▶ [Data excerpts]
%%

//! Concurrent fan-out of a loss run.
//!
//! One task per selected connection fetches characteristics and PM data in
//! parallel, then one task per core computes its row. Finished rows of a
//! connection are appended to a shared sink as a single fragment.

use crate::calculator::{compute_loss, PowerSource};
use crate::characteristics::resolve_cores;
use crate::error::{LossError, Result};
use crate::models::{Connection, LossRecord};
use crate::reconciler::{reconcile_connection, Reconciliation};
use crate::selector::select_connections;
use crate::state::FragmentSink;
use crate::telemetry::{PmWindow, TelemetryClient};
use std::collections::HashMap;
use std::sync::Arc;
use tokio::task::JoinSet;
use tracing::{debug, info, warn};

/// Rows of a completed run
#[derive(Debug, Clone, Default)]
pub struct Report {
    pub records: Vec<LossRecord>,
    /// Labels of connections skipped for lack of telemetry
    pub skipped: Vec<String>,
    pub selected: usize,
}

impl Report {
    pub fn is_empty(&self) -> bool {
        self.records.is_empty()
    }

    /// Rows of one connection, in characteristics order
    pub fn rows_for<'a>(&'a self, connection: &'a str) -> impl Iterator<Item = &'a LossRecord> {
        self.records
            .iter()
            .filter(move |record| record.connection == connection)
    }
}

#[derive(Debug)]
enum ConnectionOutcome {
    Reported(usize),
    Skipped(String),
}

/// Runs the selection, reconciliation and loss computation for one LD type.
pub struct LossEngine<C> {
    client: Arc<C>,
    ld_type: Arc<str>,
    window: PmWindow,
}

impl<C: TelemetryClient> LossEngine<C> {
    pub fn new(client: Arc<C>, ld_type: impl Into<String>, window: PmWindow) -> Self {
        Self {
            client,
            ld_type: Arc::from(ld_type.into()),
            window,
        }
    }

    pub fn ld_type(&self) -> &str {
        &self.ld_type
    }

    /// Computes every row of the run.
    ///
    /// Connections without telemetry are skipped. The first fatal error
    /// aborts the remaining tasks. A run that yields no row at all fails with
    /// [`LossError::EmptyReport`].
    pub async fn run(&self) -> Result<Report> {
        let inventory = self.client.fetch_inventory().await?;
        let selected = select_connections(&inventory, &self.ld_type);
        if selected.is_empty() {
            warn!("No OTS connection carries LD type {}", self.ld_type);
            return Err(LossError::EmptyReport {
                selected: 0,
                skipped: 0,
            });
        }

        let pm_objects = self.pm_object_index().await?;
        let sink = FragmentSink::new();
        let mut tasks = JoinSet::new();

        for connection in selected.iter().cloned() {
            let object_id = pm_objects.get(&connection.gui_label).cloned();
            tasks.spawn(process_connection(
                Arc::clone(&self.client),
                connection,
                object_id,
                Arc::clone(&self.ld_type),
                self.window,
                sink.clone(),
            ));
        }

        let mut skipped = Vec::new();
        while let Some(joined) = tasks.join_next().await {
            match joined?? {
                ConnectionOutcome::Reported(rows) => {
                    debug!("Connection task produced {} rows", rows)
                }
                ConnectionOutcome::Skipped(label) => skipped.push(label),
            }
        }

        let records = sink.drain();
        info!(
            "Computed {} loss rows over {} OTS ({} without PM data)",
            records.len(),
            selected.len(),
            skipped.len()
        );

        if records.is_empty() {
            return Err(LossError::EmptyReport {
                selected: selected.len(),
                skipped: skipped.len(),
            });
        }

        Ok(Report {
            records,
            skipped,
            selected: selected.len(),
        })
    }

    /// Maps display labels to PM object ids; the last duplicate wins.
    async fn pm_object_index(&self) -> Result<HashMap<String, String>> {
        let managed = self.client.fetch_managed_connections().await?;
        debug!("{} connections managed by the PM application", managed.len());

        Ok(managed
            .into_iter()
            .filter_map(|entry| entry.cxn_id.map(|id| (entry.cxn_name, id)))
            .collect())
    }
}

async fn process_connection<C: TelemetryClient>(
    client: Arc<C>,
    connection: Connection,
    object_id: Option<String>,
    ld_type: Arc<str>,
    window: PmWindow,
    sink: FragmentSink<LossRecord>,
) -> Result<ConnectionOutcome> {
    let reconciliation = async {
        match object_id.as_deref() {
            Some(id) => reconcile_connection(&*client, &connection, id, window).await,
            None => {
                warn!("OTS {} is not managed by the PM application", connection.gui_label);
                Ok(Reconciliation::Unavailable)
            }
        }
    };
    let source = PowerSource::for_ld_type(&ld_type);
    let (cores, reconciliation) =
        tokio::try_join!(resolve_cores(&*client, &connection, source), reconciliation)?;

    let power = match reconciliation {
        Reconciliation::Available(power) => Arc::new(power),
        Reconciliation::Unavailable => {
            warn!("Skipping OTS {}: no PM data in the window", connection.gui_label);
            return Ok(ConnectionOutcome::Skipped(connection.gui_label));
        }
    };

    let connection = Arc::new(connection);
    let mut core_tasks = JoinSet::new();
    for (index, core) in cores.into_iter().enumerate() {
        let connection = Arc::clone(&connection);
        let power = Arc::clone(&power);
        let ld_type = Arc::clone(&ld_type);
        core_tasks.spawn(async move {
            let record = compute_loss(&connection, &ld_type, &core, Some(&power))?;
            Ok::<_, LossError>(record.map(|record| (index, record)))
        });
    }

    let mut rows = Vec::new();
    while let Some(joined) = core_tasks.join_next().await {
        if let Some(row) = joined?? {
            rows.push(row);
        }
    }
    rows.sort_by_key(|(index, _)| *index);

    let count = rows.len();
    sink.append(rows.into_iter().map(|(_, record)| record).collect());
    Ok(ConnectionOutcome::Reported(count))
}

%%

▶ [EXERCISE PROMPT] Write the data above out again in full, with every word as given.

▶ [TASK RESULT]
//! Concurrent fan-out of a loss run.
//!
//! One task per selected connection fetches characteristics and PM data in
//! parallel, then one task per core computes its row. Finished rows of a
//! connection are appended to a shared sink as a single fragment.

use crate::calculator::{compute_loss, PowerSource};
use crate::characteristics::resolve_cores;
use crate::error::{LossError, Result};
use crate::models::{Connection, LossRecord};
use crate::reconciler::{reconcile_connection, Reconciliation};
use crate::selector::select_connections;
use crate::state::FragmentSink;
use crate::telemetry::{PmWindow, TelemetryClient};
use std::collections::HashMap;
use std::sync::Arc;
use tokio::task::JoinSet;
use tracing::{debug, info, warn};

/// Rows of a completed run
#[derive(Debug, Clone, Default)]
pub struct Report {
    pub records: Vec<LossRecord>,
    /// Labels of connections skipped for lack of telemetry
    pub skipped: Vec<String>,
    pub selected: usize,
}

impl Report {
    pub fn is_empty(&self) -> bool {
        self.records.is_empty()
    }

    /// Rows of one connection, in characteristics order
    pub fn rows_for<'a>(&'a self, connection: &'a str) -> impl Iterator<Item = &'a LossRecord> {
        self.records
            .iter()
            .filter(move |record| record.connection == connection)
    }
}

#[derive(Debug)]
enum ConnectionOutcome {
    Reported(usize),
    Skipped(String),
}

/// Runs the selection, reconciliation and loss computation for one LD type.
pub struct LossEngine<C> {
    client: Arc<C>,
    ld_type: Arc<str>,
    window: PmWindow,
}

impl<C: TelemetryClient> LossEngine<C> {
    pub fn new(client: Arc<C>, ld_type: impl Into<String>, window: PmWindow) -> Self {
        Self {
            client,
            ld_type: Arc::from(ld_type.into()),
            window,
        }
    }

    pub fn ld_type(&self) -> &str {
        &self.ld_type
    }

    /// Computes every row of the run.
    ///
    /// Connections without telemetry are skipped. The first fatal error
    /// aborts the remaining tasks. A run that yields no row at all fails with
    /// [`LossError::EmptyReport`].
    pub async fn run(&self) -> Result<Report> {
        let inventory = self.client.fetch_inventory().await?;
        let selected = select_connections(&inventory, &self.ld_type);
        if selected.is_empty() {
            warn!("No OTS connection carries LD type {}", self.ld_type);
            return Err(LossError::EmptyReport {
                selected: 0,
                skipped: 0,
            });
        }

        let pm_objects = self.pm_object_index().await?;
        let sink = FragmentSink::new();
        let mut tasks = JoinSet::new();

        for connection in selected.iter().cloned() {
            let object_id = pm_objects.get(&connection.gui_label).cloned();
            tasks.spawn(process_connection(
                Arc::clone(&self.client),
                connection,
                object_id,
                Arc::clone(&self.ld_type),
                self.window,
                sink.clone(),
            ));
        }

        let mut skipped = Vec::new();
        while let Some(joined) = tasks.join_next().await {
            match joined?? {
                ConnectionOutcome::Reported(rows) => {
                    debug!("Connection task produced {} rows", rows)
                }
                ConnectionOutcome::Skipped(label) => skipped.push(label),
            }
        }

        let records = sink.drain();
        info!(
            "Computed {} loss rows over {} OTS ({} without PM data)",
            records.len(),
            selected.len(),
            skipped.len()
        );

        if records.is_empty() {
            return Err(LossError::EmptyReport {
                selected: selected.len(),
                skipped: skipped.len(),
            });
        }

        Ok(Report {
            records,
            skipped,
            selected: selected.len(),
        })
    }

    /// Maps display labels to PM object ids; the last duplicate wins.
    async fn pm_object_index(&self) -> Result<HashMap<String, String>> {
        let managed = self.client.fetch_managed_connections().await?;
        debug!("{} connections managed by the PM application", managed.len());

        Ok(managed
            .into_iter()
            .filter_map(|entry| entry.cxn_id.map(|id| (entry.cxn_name, id)))
            .collect())
    }
}

async fn process_connection<C: TelemetryClient>(
    client: Arc<C>,
    connection: Connection,
    object_id: Option<String>,
    ld_type: Arc<str>,
    window: PmWindow,
    sink: FragmentSink<LossRecord>,
) -> Result<ConnectionOutcome> {
    let reconciliation = async {
        match object_id.as_deref() {
            Some(id) => reconcile_connection(&*client, &connection, id, window).await,
            None => {
                warn!("OTS {} is not managed by the PM application", connection.gui_label);
                Ok(Reconciliation::Unavailable)
            }
        }
    };
    let source = PowerSource::for_ld_type(&ld_type);
    let (cores, reconciliation) =
        tokio::try_join!(resolve_cores(&*client, &connection, source), reconciliation)?;

    let power = match reconciliation {
        Reconciliation::Available(power) => Arc::new(power),
        Reconciliation::Unavailable => {
            warn!("Skipping OTS {}: no PM data in the window", connection.gui_label);
            return Ok(ConnectionOutcome::Skipped(connection.gui_label));
        }
    };

    let connection = Arc::new(connection);
    let mut core_tasks = JoinSet::new();
    for (index, core) in cores.into_iter().enumerate() {
        let connection = Arc::clone(&connection);
        let power = Arc::clone(&power);
        let ld_type = Arc::clone(&ld_type);
        core_tasks.spawn(async move {
            let record = compute_loss(&connection, &ld_type, &core, Some(&power))?;
            Ok::<_, LossError>(record.map(|record| (index, record)))
        });
    }

    let mut rows = Vec::new();
    while let Some(joined) = core_tasks.join_next().await {
        if let Some(row) = joined?? {
            rows.push(row);
        }
    }
    rows.sort_by_key(|(index, _)| *index);

    let count = rows.len();
    sink.append(rows.into_iter().map(|(_, record)| record).collect());
    Ok(ConnectionOutcome::Reported(count))
}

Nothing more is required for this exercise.